Shared aircraft ownership dates back to the Wright brothers, and today has morphed into a host of regional, national, and international fractional equity programs. Within this sea of choices, managed aircraft co-ownership firm Partners In Aviation has developed a specialized niche, matching two individual owners who want to share one specific airplane and each fly it between 50 and 150 hours per year.
Company president Mark Molloy likens his firm to a Match.com for jet owners who are in the aviation “donut hole,” annually flying more than the typical 25-hour jet card buyer, but less than the 200 hours where aircraft ownership starts to make financial sense. Customers pay a one-time flat-fee at delivery.
The fees vary based on category of aircraft and services provided and are comparable to standard aircraft brokerage fees, which can range from $75,000 to $125,000. Services provided include the co-owner match, the aircraft acquisition and the legal structure, as well as consultation with Partner’s legal team, who work in conjunction with owners’ in-house or aviation counsel.
The Chicago-based Partners caters nationwide to customers who want access akin to whole aircraft ownership with the best value proposition. That typically means selecting a 10- to 15-year-old airplane with newer engines and avionics, typically in the light to super-medium categories.
“Ninety percent of the folks who come to us are looking for a pre-owned airplane,” Molloy says, “that has a flattened depreciation curve.”
Prospective partners located in the same region are qualified, selected, and introduced. If the chemistry is right, then Partners locates a suitable aircraft and assists the prospects with negotiating a shared ownership agreement tailored to their specific needs and that spells out all the details, including number of hours each owner will fly per year and early exit provisions. The standard agreement term is three years but can be renewed in one-year increments at the owners’ option.
Molloy says the Partners model limits the numbers of owners to two because adding an additional owner complicates agreements “exponentially” and “makes it harder for everyone to get to ‘yes.’”

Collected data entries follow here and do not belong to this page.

//! Core type definitions for the application

use std::time::Instant;

use super::content::{Genre, Video};

/// Which section of the UI is currently active/focused
#[derive(Clone, Copy, Debug, PartialEq, Eq)]
pub enum ActiveSection {
    Search,
    Browse,
    Genres,
    MainContent,
}

impl ActiveSection {
    pub fn next(self) -> Self {
        match self {
            ActiveSection::Search => ActiveSection::Browse,
            ActiveSection::Browse => ActiveSection::Genres,
            ActiveSection::Genres => ActiveSection::MainContent,
            ActiveSection::MainContent => ActiveSection::Search,
        }
    }

    pub fn prev(self) -> Self {
        match self {
            ActiveSection::Search => ActiveSection::MainContent,
            ActiveSection::Browse => ActiveSection::Search,
            ActiveSection::Genres => ActiveSection::Browse,
            ActiveSection::MainContent => ActiveSection::Genres,
        }
    }
}

/// An entry in the Browse sidebar section
#[derive(Clone, Debug)]
pub struct BrowseItem {
    pub name: String,
}

/// Which half of the Home view is selected
#[derive(Clone, Copy, Debug, PartialEq, Eq, Default)]
pub enum HomeSection {
    #[default]
    TopRated,
    Popular,
}

impl HomeSection {
    pub fn next(self) -> Self {
        match self {
            Self::TopRated => Self::Popular,
            Self::Popular => Self::TopRated,
        }
    }
}

/// Represents a selected item for action handling
#[derive(Clone, Debug)]
pub enum SelectedItem {
    Movie { id: u64 },
    Video { video: Video },
}

/// UI state for the application
#[derive(Clone)]
pub struct UiState {
    pub active_section: ActiveSection,
    pub search_query: String,
    pub browse_items: Vec<BrowseItem>,
    pub browse_selected: usize,
    pub genres: Vec<Genre>,
    pub genre_selected: usize,
    pub error_message: Option<String>,
    pub error_timestamp: Option<Instant>,
    pub show_help_popup: bool,
    pub trailer: Option<Video>,
}

impl Default for UiState {
    fn default() -> Self {
        Self {
            active_section: ActiveSection::Browse,
            search_query: String::new(),
            browse_items: vec![
                BrowseItem { name: "Home".to_string() },
                BrowseItem { name: "Popular".to_string() },
                BrowseItem { name: "Top Rated".to_string() },
            ],
            browse_selected: 0,
            genres: vec![], // Loaded from the API at startup
            genre_selected: 0,
            error_message: None,
            error_timestamp: None,
            show_help_popup: false,
            trailer: None,
        }
    }
}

Partners also matches owners with a pre-screened aircraft management firm that handles scheduling, crewing, and maintenance. Owners can also opt to place their aircraft in a charter program, to generate revenue to offset costs. But under no circumstances do charter bookings supersede the availability needs of the owners, he says. “The charter operator is always subservient to the two owners’ schedules.”
Molloy says aircraft are typically based at the home airport of one of the owners and repositioned as needed to pick up the other owner. To further keep costs down, Molloy said the distance between owners is a 20-30 minute flight or less. While Molloy said Partners has found prospective owners based on the same airport, he calls such arrangements rare.
Besides bringing neophyte aircraft owners together, Partners also helps existing whole aircraft owners whose flight hours may have dropped to bring on a co-owner to help defray costs.
“They really don’t want to get rid of the airplane, and now this gives them another option,” Molloy says.